Arch Manning, he’s alive! Texas beats Vandy to keep CFP hopes afloat
- Texas slapped Vanderbilt and resurrected from the College Football Playoff grave.
- Arch Manning got hot to lead Texas scoring outbreak.
- Texas tortures Diego Pavia after his Louis Vuitton comment.
AUSTIN – The preseason No. 1 team emerged from witness protection.
Where had these Texas Longhorns been hiding?
This 34-31 win over No. 11 Vanderbilt came without preamble or warning, though it did come with some suspense after the Longhorns nearly gave it all away, turning a three-score lead into a three-point win.
No. 19 Texas needed overtime to survive Kentucky and Mississippi State. Its playoff hopes went on life support. Hours after the final Halloween cocktails were served to costumed revelers here in this city that insists on keeping it weird, the Longhorns popped out of the grave like The Undertaker.
That’s sort of the nature of college football nowadays, isn’t it? Yesterday’s scrubs become tomorrow’s stars. And vice versa.

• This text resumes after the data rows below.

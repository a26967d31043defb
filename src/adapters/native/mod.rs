/// Native adapters - implementations for native Rust (non-WASM).

pub mod clock;
pub mod console_logger;
pub mod event_loop;
pub mod fs_storage;
pub mod memory_storage;
pub mod storage_events;

pub use clock::Clock;
pub use console_logger::ConsoleLogger;
pub use event_loop::EventLoop;
pub use fs_storage::FsStorage;
pub use memory_storage::{MemoryContext, MemoryOrigin};
pub use storage_events::NoopStorageEvents;
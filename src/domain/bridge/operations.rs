use super::error::BridgeError;
use super::types::{PersistedValue, StorageKey};
use crate::platform::Platform;

/// Writes `value` under `key`, or removes the entry when `value` is `None`.
/// Last write wins.
pub fn persist(
    platform: &Platform,
    key: &StorageKey,
    value: Option<&PersistedValue>,
) -> Result<(), BridgeError> {
    let storage = platform.storage();
    let result = match value {
        Some(value) => storage.set(key.as_str(), value.as_str()),
        None => storage.remove(key.as_str()),
    };

    result.map_err(|e| match e {
        BridgeError::PersistenceUnavailable(_) => e,
        other => BridgeError::persistence_unavailable(other.to_string()),
    })
}

#[cfg(all(test, not(target_arch = "wasm32")))]
mod tests {
    use super::*;
    use crate::adapters::native::MemoryOrigin;
    use std::rc::Rc;

    #[test]
    fn test_persist_then_clear() {
        let origin = MemoryOrigin::new();
        let platform = Platform::new().with_storage(Rc::new(origin.open_context()));
        let key = StorageKey::default();

        persist(&platform, &key, Some(&PersistedValue::from("abc"))).unwrap();
        assert_eq!(platform.storage().get("store").unwrap(), Some("abc".to_string()));

        persist(&platform, &key, None).unwrap();
        assert_eq!(platform.storage().get("store").unwrap(), None);
    }

    #[test]
    fn test_persist_overwrites() {
        let origin = MemoryOrigin::new();
        let platform = Platform::new().with_storage(Rc::new(origin.open_context()));
        let key = StorageKey::default();

        persist(&platform, &key, Some(&PersistedValue::from("first"))).unwrap();
        persist(&platform, &key, Some(&PersistedValue::from("second"))).unwrap();
        assert_eq!(platform.storage().get("store").unwrap(), Some("second".to_string()));
    }

    #[test]
    fn test_failures_become_persistence_unavailable() {
        let origin = MemoryOrigin::disabled();
        let platform = Platform::new().with_storage(Rc::new(origin.open_context()));

        let result = persist(&platform, &StorageKey::default(), Some(&PersistedValue::from("x")));
        assert!(matches!(result, Err(BridgeError::PersistenceUnavailable(_))));
    }
}
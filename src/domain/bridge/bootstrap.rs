use super::error::BridgeError;
use super::types::{PersistedValue, StorageKey};
use crate::platform::Platform;
use crate::time_it;

/// Reads the value stored under `key`, surfacing storage failures.
pub fn try_load(
    platform: &Platform,
    key: &StorageKey,
) -> Result<Option<PersistedValue>, BridgeError> {
    Ok(platform
        .storage()
        .get(key.as_str())?
        .map(PersistedValue::from))
}

/// Reads the value stored under `key` for the application's initial flags.
///
/// Unavailable storage degrades to a fresh session: the failure is logged and
/// treated as absent.
pub fn load(platform: &Platform, key: &StorageKey) -> Option<PersistedValue> {
    time_it!(platform, "tabsync:bootstrap", {
        match try_load(platform, key) {
            Ok(Some(value)) => {
                platform
                    .logger()
                    .log(&format!("Restored '{key}' ({} bytes)", value.len()));
                Some(value)
            }
            Ok(None) => {
                platform
                    .logger()
                    .log(&format!("No persisted value under '{key}'"));
                None
            }
            Err(e) => {
                platform.logger().warn(&format!(
                    "Could not read '{key}', starting with a fresh session: {e}"
                ));
                None
            }
        }
    })
}

#[cfg(all(test, not(target_arch = "wasm32")))]
mod tests {
    use super::*;
    use crate::adapters::native::MemoryOrigin;
    use std::rc::Rc;

    fn platform_for(origin: &MemoryOrigin) -> Platform {
        Platform::new().with_storage(Rc::new(origin.open_context()))
    }

    #[test]
    fn test_load_absent() {
        let origin = MemoryOrigin::new();
        let platform = platform_for(&origin);
        assert_eq!(load(&platform, &StorageKey::default()), None);
    }

    #[test]
    fn test_load_returns_stored_value() {
        let origin = MemoryOrigin::new();
        let platform = platform_for(&origin);
        platform.storage().set("store", "{\"token\":\"t\"}").unwrap();

        assert_eq!(
            load(&platform, &StorageKey::default()),
            Some(PersistedValue::from("{\"token\":\"t\"}"))
        );
    }

    #[test]
    fn test_load_fails_soft_when_disabled() {
        let origin = MemoryOrigin::disabled();
        let platform = platform_for(&origin);

        assert!(try_load(&platform, &StorageKey::default()).is_err());
        assert_eq!(load(&platform, &StorageKey::default()), None);
    }
}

Vanderbilt, the SEC’s darling story, turned into a pumpkin. Check that, Texas smashed the Vandy boys like a pumpkin.
And the guy in burnt orange named Manning finally played like someone with his surname should.
Arch, he’s alive! He’s alive!
Ten straight completions, Manning fired, throughout the first half. Out of concussion protocol, and into the best performance of his career. The stats gleamed: 328 yards, three touchdowns and no interceptions.
Arch Manning leads scoring outburst for Texas football
Smokey the Cannon blasted through a pile of gunpowder keeping up with all the Texas scores.
Texas receivers sprinted wild and free through yawning holes in Vanderbilt’s defense. With Manning looking as settled as he has all season, the completions piled up. The lads in gold helmets kept trying to tackle thin air while Longhorns ran past them. Texas’ defensive front terrorized the Tasmanian Devil, otherwise known as Diego Pavia.
Pavia, before kickoff, compared Texas to Louis Vuitton and described Vanderbilt as a product from an “underground yard sale.” I would think he meant that as a compliment to Vanderbilt’s grit and pluck, but, after the way the Commodores just played, it’s hard not to see them as a discounted imitation of a playoff team.
Credit Pavia for single-handedly turning a rout into a dramatic finish. He rallied Vanderbilt with three fourth-quarter scores.
Tiers are forming within the nation’s deepest conference. On the SEC’s top shelf are Texas A&M, Alabama, Georgia and Mississippi. They’ve still got some lifting left for playoff qualification, but they’re in good shape.
On a lower tier reside Vanderbilt, Tennessee, Oklahoma and Missouri, teams that present more as pretenders than contenders but have not succumbed to a knockout punch.
I’m still trying to figure out onto which tier Texas fits. The Longhorns possess the talent to claim a spot on the top tier. Rarely, though, have they played to that level. Two losses in the first half of the season eroded their margin for error. Oh, and this marks just the first of three November games for Texas against top-15 opponents.
That’s either the recipe for a resume revival or a burial.
Texas punches Vanderbilt in the mouth early, repeatedly
A sleepy, late-arriving crowd was still filling the seats when Ryan Wingo went 75 yards into the end zone on the first play from scrimmage, a neatly designed swing pass that beautifully countered a Vanderbilt blitz.
Manning roared in delight of the score and met up with offensive lineman Conner Robertson for a chest bump.
Offense came so easily to Texas that Quintrevion Wisner somersaulted into the end zone.
And how did Texas glide so smoothly? Consider this telling stat: Vanderbilt broke through just once for a tackle for loss. Texas had 10 TFLs. Vanderbilt’s first drive ended when Colin Simmons came roaring off the edge, sacked Pavia, stripped the football and grabbed it with his left paw.
This was how it was supposed to look, after Texas spent tens of millions on for a team that became preseason darlings.
The Longhorns never played so good as when the spotlight finally left this team. And the fans of the preseason No. 1 team, saddled with two losses but suddenly alert, chanted ‘Overrated! Overrated!’ — about Vanderbilt — in the fourth quarter. Some kind of college football season we’re having. Don’t shovel the dirt on Texas just yet.